Testimony of Nathan Gebert
Treasurer, Congregation of St. Saviour
10 December 2002

Good afternoon. I am Nathan Gebert, and I want to thank you for the opportunity to address the commission. I come as an individual representing my own views.

I address you from two perspectives:

I am a member of the community. I moved to West 109th street in 1995. I love my neighborhood. For me it is the best that New York has to offer. It is the only place that I have considered "home" in my adult life. My commitment to the neighborhood took on deeper expression a few years ago when I joined the local Democratic club. I served briefly on the steering committee and have been active in several major campaigns.

I am also a member of the resident congregation at the Cathedral of St. John the Divine, the Congregation of St. Saviour. Like many, I first came to the Cathedral because the edifice attracted me; I see the great south tower of the Cathedral from my bedroom window. I also knew that it had a progressive reputation. Once inside I heard a radically inclusive interpretation of scripture. I felt included, and I joined the congregation.

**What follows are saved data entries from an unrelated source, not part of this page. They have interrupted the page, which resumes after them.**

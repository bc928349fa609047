//! NVAR Variable Stores
//!
//! NVRAM regions tagged with the NVAR GUID hold a bare chain of variable records, each
//! opening with the `NVAR` magic, a 16-bit total size, three reserved bytes, and an
//! attribute byte. The attribute bits select the optional fields that follow: a vendor
//! GUID, and an ASCII or UTF-16LE name unless the record is data-only.
//!
//! Variable records rebuild from their captured bytes; nothing inside a store is
//! recomputed.
//!
//! ## License
//!
//! Copyright (C) Microsoft Corporation. All rights reserved.
//!
//! SPDX-License-Identifier: BSD-2-Clause-Patent
//!

use std::io::{self, Write};
use std::path::Path;

use bitflags::bitflags;

use crate::error::Error;
use crate::fw_fs::uefi_name;
use crate::guid::guid_string;
use crate::object::{FirmwareObject, ParseContext, ts, write_file};
use crate::reader::{clamped, read_array, read_u8, read_u16};

/// Magic + u16 total size + 3 reserved + attribute byte.
const HEADER_SIZE: usize = 10;

bitflags! {
    /// NVAR record attribute bits.
    pub struct NvarAttributes: u8 {
        const RUNTIME         = 0x01;
        const DESC_ASCII      = 0x02;
        const GUID            = 0x04;
        const DATA            = 0x08;
        const EXT_HEADER      = 0x10;
        const HW_ERROR_RECORD = 0x20;
        const AUTH_WRITE      = 0x40;
        const VALID           = 0x80;
    }
}

/// One NVAR record.
pub struct NvarVariable {
    total_size: u16,
    attributes: NvarAttributes,
    guid: Option<[u8; 16]>,
    name: Option<String>,
    data: Vec<u8>,
    value_offset: usize,
}

impl NvarVariable {
    pub fn new(data: &[u8]) -> Result<NvarVariable, Error> {
        Error::check_len(data, HEADER_SIZE)?;
        if &data[..4] != b"NVAR" {
            return Err(Error::InvalidHeader("NVAR record magic"));
        }
        let total_size = read_u16(data, 4)?;
        let attributes = NvarAttributes::from_bits_truncate(read_u8(data, 9)?);
        Ok(NvarVariable {
            total_size,
            attributes,
            guid: None,
            name: None,
            data: clamped(data, 0, total_size as usize).to_vec(),
            value_offset: HEADER_SIZE,
        })
    }

    pub fn total_size(&self) -> u16 {
        self.total_size
    }

    pub fn attributes(&self) -> NvarAttributes {
        self.attributes
    }

    pub fn vendor_guid(&self) -> Option<[u8; 16]> {
        self.guid
    }

    pub fn name(&self) -> Option<&str> {
        self.name.as_deref()
    }

    /// Bytes after the optional GUID and name fields.
    pub fn value(&self) -> &[u8] {
        clamped(&self.data, self.value_offset, self.data.len())
    }

    fn parse_name(&self, data: &[u8]) -> Option<(String, usize)> {
        if self.attributes.contains(NvarAttributes::DESC_ASCII) {
            let end = data.iter().position(|&b| b == 0)?;
            let name = String::from_utf8_lossy(&data[..end]).into_owned();
            if name.is_empty() {
                return None;
            }
            Some((name, end + 1))
        } else {
            let end = data.chunks_exact(2).position(|pair| pair == [0, 0])?;
            let name = uefi_name(&data[..end * 2 + 2])?;
            Some((name, end * 2 + 2))
        }
    }
}

impl FirmwareObject for NvarVariable {
    fn process(&mut self, _ctx: &ParseContext) -> bool {
        let mut offset = HEADER_SIZE;
        if self.attributes.contains(NvarAttributes::GUID) {
            match read_array::<16>(&self.data, offset) {
                Ok(guid) => {
                    self.guid = Some(guid);
                    offset += 16;
                }
                Err(_) => return false,
            }
        } else {
            // a one-byte GUID-store index sits where the GUID would be
            offset += 1;
        }

        if !self.attributes.contains(NvarAttributes::DATA) {
            if let Some((name, consumed)) = self.parse_name(clamped(&self.data, offset, self.data.len())) {
                self.name = Some(name);
                offset += consumed;
            }
        }

        self.value_offset = offset.min(self.data.len());
        true
    }

    fn build(&self, _generate_checksum: bool) -> Vec<u8> {
        self.data.clone()
    }

    fn byte_len(&self) -> usize {
        self.data.len()
    }

    fn type_name(&self) -> &'static str {
        "NVARVariable"
    }

    fn label(&self) -> String {
        self.name.clone().unwrap_or_default()
    }

    fn guid(&self) -> Option<[u8; 16]> {
        self.guid
    }

    fn attrs(&self) -> Vec<(&'static str, String)> {
        vec![("attrs", format!("{:#04x}", self.attributes.bits()))]
    }

    fn content(&self) -> &[u8] {
        &self.data
    }

    fn show(&self, out: &mut dyn Write, indent: usize, _index: Option<usize>) -> io::Result<()> {
        if let (Some(guid), Some(name)) = (&self.guid, &self.name) {
            writeln!(
                out,
                "{}Variable: {} {} attrs= {:#04x}",
                ts(indent),
                guid_string(guid),
                name,
                self.attributes.bits()
            )?;
        }
        Ok(())
    }

    fn dump(&self, dir: &Path, index: usize) {
        write_file(&dir.join(format!("variable{index}.nvar")), &self.data);
    }
}

/// A chain of NVAR records; there is no store header.
pub struct NvarStore {
    data: Vec<u8>,
    variables: Vec<NvarVariable>,
}

impl NvarStore {
    pub fn new(data: &[u8]) -> Result<NvarStore, Error> {
        if data.len() < 4 || &data[..4] != b"NVAR" {
            return Err(Error::InvalidHeader("NVAR store magic"));
        }
        Ok(NvarStore { data: data.to_vec(), variables: Vec::new() })
    }

    pub fn variables(&self) -> &[NvarVariable] {
        &self.variables
    }
}

impl FirmwareObject for NvarStore {
    fn process(&mut self, ctx: &ParseContext) -> bool {
        let mut offset = 0usize;
        self.variables.clear();

        while self.data.len() > offset + 4 {
            let mut variable = match NvarVariable::new(&self.data[offset..]) {
                Ok(variable) => variable,
                Err(_) => break,
            };
            if !variable.process(ctx) {
                break;
            }
            let advance = variable.total_size() as usize;
            if advance < HEADER_SIZE {
                break;
            }
            offset += advance;
            self.variables.push(variable);
        }

        // scope the store to the parsed records
        self.data.truncate(offset);
        true
    }

    fn build(&self, generate_checksum: bool) -> Vec<u8> {
        let mut out = Vec::with_capacity(self.data.len());
        for variable in &self.variables {
            out.extend(variable.build(generate_checksum));
        }
        out
    }

    fn byte_len(&self) -> usize {
        self.data.len()
    }

    fn type_name(&self) -> &'static str {
        "NVARVariableStore"
    }

    fn objects(&self) -> Vec<&dyn FirmwareObject> {
        self.variables.iter().map(|v| v as &dyn FirmwareObject).collect()
    }

    fn attrs(&self) -> Vec<(&'static str, String)> {
        vec![("variables", format!("{}", self.variables.len()))]
    }

    fn content(&self) -> &[u8] {
        &self.data
    }

    fn show(&self, out: &mut dyn Write, indent: usize, _index: Option<usize>) -> io::Result<()> {
        writeln!(out, "{}NVAR Variable Store: variables: {}", ts(indent), self.variables.len())?;
        for (index, variable) in self.variables.iter().enumerate() {
            variable.show(out, indent + 1, Some(index))?;
        }
        Ok(())
    }

    fn dump(&self, dir: &Path, _index: usize) {
        write_file(&dir.join("nvar.vars"), &self.data);
        for (index, variable) in self.variables.iter().enumerate() {
            variable.dump(dir, index);
        }
    }
}

#[cfg(test)]
mod unit_tests {
    use super::*;

    fn nvar_record(attributes: u8, meta: &[u8], value: &[u8]) -> Vec<u8> {
        let total = HEADER_SIZE + meta.len() + value.len();
        let mut out = Vec::new();
        out.extend_from_slice(b"NVAR");
        out.extend_from_slice(&(total as u16).to_le_bytes());
        out.extend_from_slice(&[0u8; 3]);
        out.push(attributes);
        out.extend_from_slice(meta);
        out.extend_from_slice(value);
        out
    }

    #[test]
    fn guid_and_ascii_name_record() {
        let mut meta = vec![0xCC; 16]; // vendor guid
        meta.extend(b"Setup\0");
        let record = nvar_record(0x04 | 0x02, &meta, &[1, 2, 3]);

        let mut variable = NvarVariable::new(&record).unwrap();
        assert!(variable.process(&ParseContext::default()));
        assert_eq!(variable.vendor_guid(), Some([0xCC; 16]));
        assert_eq!(variable.name(), Some("Setup"));
        assert_eq!(variable.value(), &[1, 2, 3]);
        assert_eq!(variable.build(false), record);
    }

    #[test]
    fn utf16_name_record() {
        let name: Vec<u8> = "Lang\0".encode_utf16().flat_map(u16::to_le_bytes).collect();
        let mut meta = vec![0x00]; // skip byte in place of the guid
        meta.extend(&name);
        let record = nvar_record(0x00, &meta, &[9]);

        let mut variable = NvarVariable::new(&record).unwrap();
        assert!(variable.process(&ParseContext::default()));
        assert_eq!(variable.vendor_guid(), None);
        assert_eq!(variable.name(), Some("Lang"));
        assert_eq!(variable.value(), &[9]);
    }

    #[test]
    fn store_with_guid_and_data_only_records() {
        let mut meta = vec![0xAB; 16];
        meta.extend(b"Boot\0");
        let first = nvar_record(0x04 | 0x02, &meta, &[0x01]);
        let second = nvar_record(0x08, &[0x00], &[0x55, 0x66]); // DATA bit: no name
        let mut region = first.clone();
        region.extend(&second);
        region.extend([0xFF; 6]); // erased tail, not a record

        let mut store = NvarStore::new(&region).unwrap();
        assert!(store.process(&ParseContext::default()));
        assert_eq!(store.variables().len(), 2);
        assert!(store.variables()[0].vendor_guid().is_some());
        assert!(store.variables()[0].name().is_some());
        assert!(store.variables()[1].vendor_guid().is_none());
        assert!(store.variables()[1].name().is_none());

        // store scopes itself to the parsed records
        assert_eq!(store.byte_len(), first.len() + second.len());
        let rebuilt = store.build(false);
        assert_eq!(rebuilt, region[..rebuilt.len()]);
    }

    #[test]
    fn non_nvar_region_is_rejected() {
        assert!(matches!(NvarStore::new(&[0xFF; 32]), Err(Error::InvalidHeader(_))));
        assert!(matches!(NvarVariable::new(b"EVSA\x10\x00\x00\x00\x00\x00"), Err(Error::InvalidHeader(_))));
    }
}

The congregation is one of the many programs that the Cathedral sponsors.  It is a separate legal entity chartered under the Episcopal Diocese of New York. In the words of one of our vicar's, the congregation is the warmth in the stones. When founded ten years ago the congregation had about 50 people. We have grown to almost 500 people of remarkably diverse backgrounds: African, African-American, Anglo, Caribbean, Central American, Indian, Japanese, Jewish, Muslim, Gay, Straight, Old, Young, well to do, comfortable, and struggling.

Superficially, we have little in common, even theologically we are heterodox, but we practice love toward one another in the most important, tangible ways.  We celebrate lasting unions, the birth of children, we bury one another's dead and bear on another's burdens. After 9/11 every member of the congregation was systematically contacted to see how they had been affected and how we could help. The congregation's website and e-mail alerts became a center for emergency information, and gained the attention of religious bodies overseas as an example how to use the Internet during crises. We also organized relief crews for the workers down at ground zero through out those first days and long afterward.

The community we are building has in impact far beyond what I can convey through numbers or anecdotes.  But we need greater assets to carry out our mission. I know this because I am also the unpaid volunteer treasurer of the congregation. I know that we do not have enough clergy to serve us, or others in the community. I know that our Sunday school program does not get the kind of space it deserves. I know that our congregation's monetary contribution to the Cathedral, while half of our budget, and enough for a medium-sized parish, is less than 2% of the Cathedral budget. I see our need and our potential. This is why I support the cathedral's proposal and its request for limited landmarking.

Some have said that institutions confuse what they want with what they need. This misses the mark qualitatively. First, we should not be grouped with other institutions in the neighborhood; we are several orders of magnitude smaller than our neighbors. And while I don't have the wisdom to discern the difference between the needs and wants for the other institutions, it is clear that hospitals and universities have the resources to fulfill both, one way or another. This is not the case with the Cathedral. For example, replacement of a roof thirty years overdue is an unfulfilled NEED, not a want. The plan outlined today and in previous testimony is a responsible plan developed carefully over nearly a decade to address our needs. Its value depends on certainty. And so the Cathedral has proposed self-imposed limits on development that respect the integrity of the cathedral itself and ensure an appropriate and positive impact on the community. Landmarking the entire close would be a heavy-handed way of achieving, or really, over-achieving, these same goals, and by creating uncertainty might greatly diminish, maybe completely negate, the proposal's value for the Cathedral. It is ironic and sad that that the Cathedral might ultimately lose an opportunity to realize it's mission, because it half-succeeded in building something beautiful. This proposal is about fulfilling the dream of an urban Cathedral "a house of prayer for all people and a unifying center of intellectual light and leadership," as in the Cathedral mission statement. We are still looking forward and do not want to become a museum. The New York Times called the Cathedral "a gothic ruin under construction." Let us continue the "construction" not the "ruin."